Using all five of the numbers 10, 100, 1000, 10 000, 100 000,  any of the operations +, -, *, /, and as many brackets as you like,  make as many different numbers as you can whose digits contain no zeros.

I must confess I made this one up tonight in order to make my title have four alternatives rather than three. But it’s still, I think, a very interesting problem. It requires you to think about how zeros appear in the digits of a number when you do operations, and it is surprisingly difficult to come up with even one solution, letalone several (and yes there are several solutions).

UPDATE: We tried this at One Hundred Factorial today (the day after the post). Originally we used just the first four numbers 10, 100, 1000, 10 000, but every single person came up with the same first solution and then got stuck. Using five numbers seems to give simultaneously more scope for different answers and a more varied set of first answers. Either way, it was as interesting as predicted!

Only Ones

The Only Ones problem goes like this:

Using any of the operations of addition, subtraction, multiplication, division, and powers, as well as as many brackets as you want, and also as many of the number 1 as you need, make each of the numbers from 2 to 20. For example, here is a way to make 17: (1+1+1)^(1+1)*(1+1)-1 = 17.
What is the smallest number of the number 1 needed to produce each of the natural numbers from 2 to 20?
(Note: you can’t concatenate to make numbers like 11 — each 1 must stand alone as its own number.)

I find this one much more rewarding than the Four Fours. Firstly it allows for powers, which adds another operation to practice. Second, it requires a bit of working systematically in order to be sure you have the smallest number of 1’s possible. Thirdly it doesn’t create as much of a need to extend the operations allowed, because it’s quite interesting enough all by itself.
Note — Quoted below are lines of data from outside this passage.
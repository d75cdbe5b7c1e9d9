// Copyright (c) 2025 Geoffrey Huntley <ghuntley@ghuntley.com>. All rights reserved.
// SPDX-License-Identifier: Proprietary

//! The live, hot-reloading flag map client.
//!
//! A client owns one [`Generation`]: a snapshot paired with the flags
//! resolved from it for the client's scope chain. Generations are immutable
//! and published through an [`ArcSwap`], so:
//!
//! * readers do a wait-free load and never see a snapshot from one reload
//!   combined with flags from another;
//! * a reload builds the next generation off to the side and publishes it
//!   with a single pointer swap;
//! * a payload that fails to parse is rejected and the current generation
//!   stays in place.

use std::fmt;
use std::sync::Arc;

use arc_swap::{ArcSwap, ArcSwapOption, Guard};
use bytes::Bytes;
use loom_flagmap_core::{ResolvedFlags, Snapshot, DEFAULT_ROOT_KEY};
use tokio::runtime::Handle;
use tokio::sync::watch;
use tokio::task::JoinHandle;
use tracing::{debug, info, warn};

use crate::config::ClientConfig;
use crate::error::{FlagsError, Result};
use crate::source::{ChangeSource, FileChangeSource, SharedChangeSource};

/// A snapshot together with the flags resolved from it.
#[derive(Debug)]
pub struct Generation {
	number: u64,
	snapshot: Arc<Snapshot>,
	flags: Arc<ResolvedFlags>,
}

impl Generation {
	/// Publication counter. `0` is the empty initial generation.
	pub fn number(&self) -> u64 {
		self.number
	}

	pub fn snapshot(&self) -> &Arc<Snapshot> {
		&self.snapshot
	}

	pub fn flags(&self) -> &Arc<ResolvedFlags> {
		&self.flags
	}

	pub fn version(&self) -> &str {
		self.snapshot.version()
	}
}

/// Result of applying a payload.
#[derive(Debug, Clone, PartialEq, Eq)]
pub enum UpdateOutcome {
	/// A new generation was published.
	Applied { generation: u64, version: String },
	/// The payload matched the current snapshot; nothing was published.
	Unchanged { version: String },
}

impl UpdateOutcome {
	fn unchanged(snapshot: &Snapshot) -> Self {
		Self::Unchanged {
			version: snapshot.version().to_string(),
		}
	}
}

struct LiveState {
	scopes: Vec<String>,
	root_key: String,
	current: ArcSwap<Generation>,
	updates: watch::Sender<u64>,
	/// Last payload the watch task took from the change source.
	last_delivered: ArcSwapOption<Bytes>,
}

impl LiveState {
	fn new(scopes: Vec<String>, root_key: String, snapshot: Arc<Snapshot>, number: u64) -> Self {
		let flags = Arc::new(ResolvedFlags::resolve(&snapshot, &scopes));
		let (updates, _) = watch::channel(number);
		Self {
			scopes,
			root_key,
			current: ArcSwap::from_pointee(Generation {
				number,
				snapshot,
				flags,
			}),
			updates,
			last_delivered: ArcSwapOption::empty(),
		}
	}

	fn apply_update(&self, payload: &[u8]) -> Result<UpdateOutcome> {
		match Snapshot::parse_with_root(payload, &self.root_key) {
			Ok(snapshot) => Ok(self.publish(Arc::new(snapshot))),
			Err(e) => {
				let current = self.current.load();
				warn!(
					error = %e,
					version = %current.version(),
					"Rejected flag map update, keeping current snapshot"
				);
				Err(e.into())
			}
		}
	}

	fn publish(&self, snapshot: Arc<Snapshot>) -> UpdateOutcome {
		let mut current = self.current.load_full();
		if current.number > 0 && *current.snapshot == *snapshot {
			debug!(version = %snapshot.version(), "Flag map unchanged");
			return UpdateOutcome::unchanged(&snapshot);
		}

		let flags = Arc::new(ResolvedFlags::resolve(&snapshot, &self.scopes));
		let flag_count = flags.len();

		// Compare and publish against the same generation, so concurrent
		// writers of equal content publish it once.
		let number = loop {
			let next = Arc::new(Generation {
				number: current.number + 1,
				snapshot: Arc::clone(&snapshot),
				flags: Arc::clone(&flags),
			});
			let previous = self.current.compare_and_swap(&current, next);
			if Arc::ptr_eq(&previous, &current) {
				break current.number + 1;
			}

			current = Guard::into_inner(previous);
			if current.number > 0 && *current.snapshot == *snapshot {
				debug!(version = %snapshot.version(), "Flag map unchanged");
				return UpdateOutcome::unchanged(&snapshot);
			}
		};

		self.updates.send_if_modified(|latest| {
			if number > *latest {
				*latest = number;
				true
			} else {
				false
			}
		});

		info!(
			version = %snapshot.version(),
			generation = number,
			flags = flag_count,
			scopes = ?self.scopes,
			"Flag map updated"
		);

		UpdateOutcome::Applied {
			generation: number,
			version: snapshot.version().to_string(),
		}
	}
}

/// Aborts the watch task once the last client clone sharing it is dropped.
struct WatchHandle {
	source: SharedChangeSource,
	runtime: Handle,
	task: JoinHandle<()>,
}

impl WatchHandle {
	/// Starts applying payloads from `source` to `live`, resuming after
	/// `last_seen` if the caller already reflects that payload.
	fn spawn(
		live: Arc<LiveState>,
		source: SharedChangeSource,
		runtime: Handle,
		last_seen: Option<Bytes>,
	) -> Self {
		let mut subscription = source.subscribe_from(&runtime, last_seen);
		let task = runtime.spawn(async move {
			while let Some(payload) = subscription.next().await {
				// Rejections are logged by apply_update.
				let _ = live.apply_update(&payload);
				live.last_delivered.store(Some(Arc::new(payload)));
			}
			debug!("Change source closed, stopping flag map watch");
		});

		Self {
			source,
			runtime,
			task,
		}
	}
}

impl Drop for WatchHandle {
	fn drop(&mut self) {
		self.task.abort();
	}
}

/// Builder for constructing a [`FlagMapClient`].
pub struct FlagMapClientBuilder {
	scopes: Vec<String>,
	root_key: String,
	snapshot: Option<Arc<Snapshot>>,
	source: Option<SharedChangeSource>,
}

impl FlagMapClientBuilder {
	pub fn new() -> Self {
		Self {
			scopes: Vec::new(),
			root_key: DEFAULT_ROOT_KEY.to_string(),
			snapshot: None,
			source: None,
		}
	}

	/// Sets the scope chain, least specific first.
	pub fn scopes<I, S>(mut self, scopes: I) -> Self
	where
		I: IntoIterator<Item = S>,
		S: Into<String>,
	{
		self.scopes = scopes.into_iter().map(Into::into).collect();
		self
	}

	/// Appends one scope to the chain.
	pub fn scope(mut self, scope: impl Into<String>) -> Self {
		self.scopes.push(scope.into());
		self
	}

	/// Sets the payload envelope key. Defaults to `dcdr`.
	pub fn root_key(mut self, root_key: impl Into<String>) -> Self {
		self.root_key = root_key.into();
		self
	}

	/// Starts the client from an already parsed snapshot instead of the empty one.
	pub fn snapshot(mut self, snapshot: impl Into<Arc<Snapshot>>) -> Self {
		self.snapshot = Some(snapshot.into());
		self
	}

	/// Watches `source` for payloads.
	pub fn change_source(self, source: impl ChangeSource) -> Self {
		self.shared_change_source(Arc::new(source))
	}

	pub fn shared_change_source(mut self, source: SharedChangeSource) -> Self {
		self.source = Some(source);
		self
	}

	/// Builds the client.
	///
	/// With a change source attached this must run inside a Tokio runtime;
	/// the watch task is spawned on it.
	pub fn build(self) -> Result<FlagMapClient> {
		let (snapshot, number) = match self.snapshot {
			Some(snapshot) => (snapshot, 1),
			None => (Arc::new(Snapshot::empty()), 0),
		};

		let live = Arc::new(LiveState::new(self.scopes, self.root_key, snapshot, number));

		let watch = match self.source {
			Some(source) => {
				let runtime = Handle::try_current().map_err(|_| FlagsError::NoRuntime)?;
				Some(Arc::new(WatchHandle::spawn(
					Arc::clone(&live),
					source,
					runtime,
					None,
				)))
			}
			None => None,
		};

		debug!(scopes = ?live.scopes, watching = watch.is_some(), "Flag map client initialized");

		Ok(FlagMapClient { live, watch })
	}
}

impl Default for FlagMapClientBuilder {
	fn default() -> Self {
		Self::new()
	}
}

/// Client for evaluating scoped flags against a hot-reloadable flag map.
///
/// Clones share the same state and watch task. Use
/// [`FlagMapClient::with_scopes`] for an independent client bound to a longer
/// scope chain.
///
/// # Example
///
/// ```ignore
/// use std::time::Duration;
/// use loom_flagmap::{FileChangeSource, FlagMapClient};
///
/// let client = FlagMapClient::builder()
///     .scopes(["region/eu"])
///     .change_source(FileChangeSource::new("/etc/loom/flags.json", Duration::from_secs(1)))
///     .build()?;
///
/// let beta = client.with_scopes(["cohort/beta"]);
/// if beta.is_enabled("checkout.new_flow") {
///     // ...
/// }
/// let pct = client.is_enabled_for_id("search.rollout", user_id);
/// ```
#[derive(Clone)]
pub struct FlagMapClient {
	live: Arc<LiveState>,
	watch: Option<Arc<WatchHandle>>,
}

impl FlagMapClient {
	pub fn builder() -> FlagMapClientBuilder {
		FlagMapClientBuilder::new()
	}

	/// Unloaded client with no scopes and no change source.
	pub fn new() -> Self {
		let live = Arc::new(LiveState::new(
			Vec::new(),
			DEFAULT_ROOT_KEY.to_string(),
			Arc::new(Snapshot::empty()),
			0,
		));
		Self { live, watch: None }
	}

	/// Builds a client from configuration, watching `watch_path` if set.
	pub fn from_config(config: &ClientConfig) -> Result<Self> {
		config.validate()?;

		let mut builder = Self::builder()
			.scopes(config.scopes.iter().cloned())
			.root_key(config.root_key.clone());

		if let Some(path) = &config.watch_path {
			builder = builder.change_source(FileChangeSource::new(path, config.poll_interval()));
		}

		builder.build()
	}

	/// Parses `payload` and, on success, publishes it as the new generation.
	///
	/// On failure the current generation is kept and the parse error returned.
	/// Safe to call from any thread; re-applying an identical payload is a
	/// no-op, also when several threads apply it at once.
	pub fn apply_update(&self, payload: &[u8]) -> Result<UpdateOutcome> {
		self.live.apply_update(payload)
	}

	/// Publishes an already parsed snapshot.
	pub fn set_snapshot(&self, snapshot: impl Into<Arc<Snapshot>>) -> UpdateOutcome {
		self.live.publish(snapshot.into())
	}

	/// Returns a callback that applies payloads to this client, for change
	/// sources that push through a callback instead of a subscription.
	pub fn update_handler(&self) -> impl Fn(&[u8]) -> Result<UpdateOutcome> + Send + Sync + 'static {
		let live = Arc::clone(&self.live);
		move |payload: &[u8]| live.apply_update(payload)
	}

	/// Returns a client bound to this client's scopes followed by `scopes`.
	///
	/// The new client starts from the current snapshot, resolves its own flags
	/// and, if this client watches a change source, opens its own subscription
	/// to it. Passing no scopes, or a single empty scope, returns this client.
	pub fn with_scopes<I, S>(&self, scopes: I) -> FlagMapClient
	where
		I: IntoIterator<Item = S>,
		S: Into<String>,
	{
		let extra: Vec<String> = scopes.into_iter().map(Into::into).collect();
		if extra.is_empty() || (extra.len() == 1 && extra[0].is_empty()) {
			return self.clone();
		}

		let mut chain = self.live.scopes.clone();
		chain.extend(extra);

		let current = self.live.current.load_full();
		let live = Arc::new(LiveState::new(
			chain,
			self.live.root_key.clone(),
			Arc::clone(&current.snapshot),
			current.number,
		));

		// The derived client starts from the parent's generation, which may be
		// newer than the source's latest payload, so resume after the payload
		// the parent last took instead of replaying it.
		let watch = self.watch.as_ref().map(|parent| {
			let delivered = self.live.last_delivered.load_full();
			let last_seen = delivered.as_deref().cloned();
			live.last_delivered.store(delivered);
			Arc::new(WatchHandle::spawn(
				Arc::clone(&live),
				Arc::clone(&parent.source),
				parent.runtime.clone(),
				last_seen,
			))
		});

		debug!(scopes = ?live.scopes, "Derived scoped flag map client");

		FlagMapClient { live, watch }
	}

	/// The current generation. Hold it to run several queries against one
	/// consistent snapshot.
	pub fn generation(&self) -> Arc<Generation> {
		self.live.current.load_full()
	}

	pub fn generation_number(&self) -> u64 {
		self.live.current.load().number
	}

	/// True once a snapshot has been loaded.
	pub fn is_loaded(&self) -> bool {
		self.generation_number() > 0
	}

	pub fn flags(&self) -> Arc<ResolvedFlags> {
		Arc::clone(&self.live.current.load().flags)
	}

	pub fn snapshot(&self) -> Arc<Snapshot> {
		Arc::clone(&self.live.current.load().snapshot)
	}

	pub fn scopes(&self) -> &[String] {
		&self.live.scopes
	}

	pub fn root_key(&self) -> &str {
		&self.live.root_key
	}

	/// Content identifier of the current snapshot.
	pub fn current_version(&self) -> String {
		self.live.current.load().version().to_string()
	}

	/// Receiver that observes the number of every published generation.
	pub fn updates(&self) -> watch::Receiver<u64> {
		self.live.updates.subscribe()
	}

	/// Serializes this client's resolved flags in the wire format, under the
	/// client's root key.
	pub fn scoped_export(&self) -> Result<Vec<u8>> {
		let current = self.live.current.load();
		Ok(current
			.flags
			.export_json(&self.live.root_key, current.version())?)
	}

	pub fn is_watching(&self) -> bool {
		self.watch
			.as_ref()
			.is_some_and(|watch| !watch.task.is_finished())
	}

	/// Stops reloading from the change source. The current generation stays.
	pub fn stop_watching(&self) {
		if let Some(watch) = &self.watch {
			watch.task.abort();
		}
	}

	pub fn exists(&self, name: &str) -> bool {
		self.live.current.load().flags.exists(name)
	}

	pub fn is_enabled(&self, name: &str) -> bool {
		self.live.current.load().flags.is_enabled(name)
	}

	pub fn is_enabled_for_id(&self, name: &str, id: u64) -> bool {
		self.live.current.load().flags.is_enabled_for_id(name, id)
	}

	pub fn scaled_value(&self, name: &str, min: f64, max: f64) -> f64 {
		self.live.current.load().flags.scaled_value(name, min, max)
	}
}

impl Default for FlagMapClient {
	fn default() -> Self {
		Self::new()
	}
}

impl fmt::Debug for FlagMapClient {
	fn fmt(&self, f: &mut fmt::Formatter<'_>) -> fmt::Result {
		let current = self.live.current.load();
		f.debug_struct("FlagMapClient")
			.field("scopes", &self.live.scopes)
			.field("version", &current.version())
			.field("generation", &current.number)
			.field("flags", &current.flags.len())
			.field("watching", &self.watch.is_some())
			.finish()
	}
}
Finally, it also has a nice extension problem which is to find out if there is a number whose digits are all 1, and can be calculated using the same number of 1’s as appear in it.
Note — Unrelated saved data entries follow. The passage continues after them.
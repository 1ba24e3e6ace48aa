use fanorona_arena::*;
use std::time::Duration;

fn main() {
    println!("Simple Fanorona Match Demo\n");

    // Create two bots
    let white = Box::new(RandomBot::new("Random Alice".to_string()));
    let black = Box::new(GreedyBot::new("Greedy Bob".to_string()));

    // Configure match with a short round cap
    let config = MatchConfig {
        time_per_action: Duration::from_millis(500),
        max_rounds: 20,
    };

    // Run the match with verbose output
    let mut match_game = Match::new(white, black, config, true);
    let result = match_game.play();

    // Print summary
    println!("\n{}", "=".repeat(60));
    match &result {
        MatchResult::WhiteWins { winner_name, rounds } => {
            println!("{} won as White after {} rounds!", winner_name, rounds);
        }
        MatchResult::BlackWins { winner_name, rounds } => {
            println!("{} won as Black after {} rounds!", winner_name, rounds);
        }
        MatchResult::Draw { rounds } => {
            println!("Draw after {} rounds", rounds);
        }
        MatchResult::Timeout { violator, winner } => {
            println!("{} wins! {} timed out", winner, violator);
        }
        MatchResult::Stalled { violator, winner } => {
            println!("{} wins! {} stalled", winner, violator);
        }
    }
    println!("{}", "=".repeat(60));
}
Here is a photo of Year 11 students working on this problem. When I suggested that perhaps they need to be more systematic, they decided to take a divide-and-conquer approach.


Pi on the Floor

The Pi on the Floor problem goes like this:

Using any of the operations of +, -, *, /, as many of the number π as you need, and as many of the floor function ⌊·⌋ as you need, make each of the whole numbers from 1 to 20. What is the least number of π’s required to make each number?

I made this one up on the spot at the One Hundred Factorial session on Pi Day (American Pi day anyway). I wanted something fourfoursesque that used the number pi, and it occurred to me that the floor function would allow us to create integers pretty easily. Little was I prepared for the interest it would generate or the clever maths that would be created by the students in response. I learned so very much about how the floor function worked, and about how close some multiples of pi were to various whole numbers.
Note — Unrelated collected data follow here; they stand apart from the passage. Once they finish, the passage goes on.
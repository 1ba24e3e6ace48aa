use crate::board::{Board, Direction, GameError, Position};
use crate::pieces::{Colour, PieceSet};
use crate::rules::{self, CaptureKind};
use serde::Serialize;

/// A destination that captures both by approach and by withdrawal. The
/// move is held back until the player names a square from one of the two
/// victim lists; the other interpretation is then discarded entirely.
#[derive(Debug, Clone, PartialEq, Eq, Serialize)]
pub struct Ambiguity {
    pub dest: Position,
    pub approach_victims: Vec<Position>,
    pub withdrawal_victims: Vec<Position>,
}

/// One live piece, as exposed to renderers and bots.
#[derive(Debug, Clone, Copy, PartialEq, Eq, Serialize)]
pub struct PieceView {
    pub position: Position,
    pub colour: Colour,
}

/// Read-only view of everything the outside world may observe: the live
/// pieces, whose turn it is, the selected piece and its query sets, any
/// pending ambiguity, and the winner if the game has ended.
#[derive(Debug, Clone, PartialEq, Eq, Serialize)]
pub struct Snapshot {
    pub rows: usize,
    pub cols: usize,
    pub pieces: Vec<PieceView>,
    pub turn: Colour,
    pub round: u32,
    pub selected: Option<Position>,
    pub legal_targets: Vec<Position>,
    pub approach_captures: Vec<Position>,
    pub withdrawal_captures: Vec<Position>,
    pub capture_eligible: Vec<Position>,
    pub ambiguity: Option<Ambiguity>,
    pub winner: Option<Colour>,
}

/// The Fanorona turn/round state machine. All mutation of the piece set
/// funnels through the inbound operations below; every query is a pure
/// function of the current state.
///
/// Illegal player input (wrong colour, off-list destination, skipping a
/// forced capture) is absorbed as a no-op, the way a UI ignores clicks
/// that correspond to no legal action. The only raised errors are the
/// construction-time dimension check and the capture-query adjacency
/// contract in [`rules`].
#[derive(Debug, Clone)]
pub struct Fanorona {
    board: Board,
    pieces: PieceSet,
    turn: Colour,
    round: u32,
    selected: Option<Position>,
    possibilities: Vec<Position>,
    approach_moves: Vec<Position>,
    withdrawal_moves: Vec<Position>,
    visited: Vec<Position>,
    last_direction: Option<Direction>,
    chaining: bool,
    ambiguity: Option<Ambiguity>,
}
Here is a photo of some people working on the problem. (I have blurred out the solutions though, so you can do them yourself!)


The i’s Have It

The i’s Have It problem goes like this:

Using any of the operations +, -, *, /, as many brackets as you want, and as many of the complex number number i as you need, make each of the numbers a+bi for a, b = -2, -1, 0, 1, 2. How does your answer change if you are not allowed to use the – symbol?


We did this one at One Hundred Factorial in January 2016 and it was a most interesting problem. You had to really use the fact that i is an ordinary number that does actually do ordinary operations, especially to produce the real number results. Amie Albrecht suggested the extension problem of not being allowed to use the – sign, which forces you to use the fundamental property of i that i*i = -1 and very much changes the answer! 0 in particular is much harder to make without using minus!


So there you have it. Four alternatives to the Four Fours. I like them all better than the Four Fours, mostly because none of them imply that you can do something that’s impossible, and some actually challenge you to find the most efficient solution. Plus, they all make you think about functions or numbers or properties of number that you don’t think about that often. I and various friends, students and strangers have had a lot of fun thinking about them, and have learned a lot. Try them out yourself and tell me how they go!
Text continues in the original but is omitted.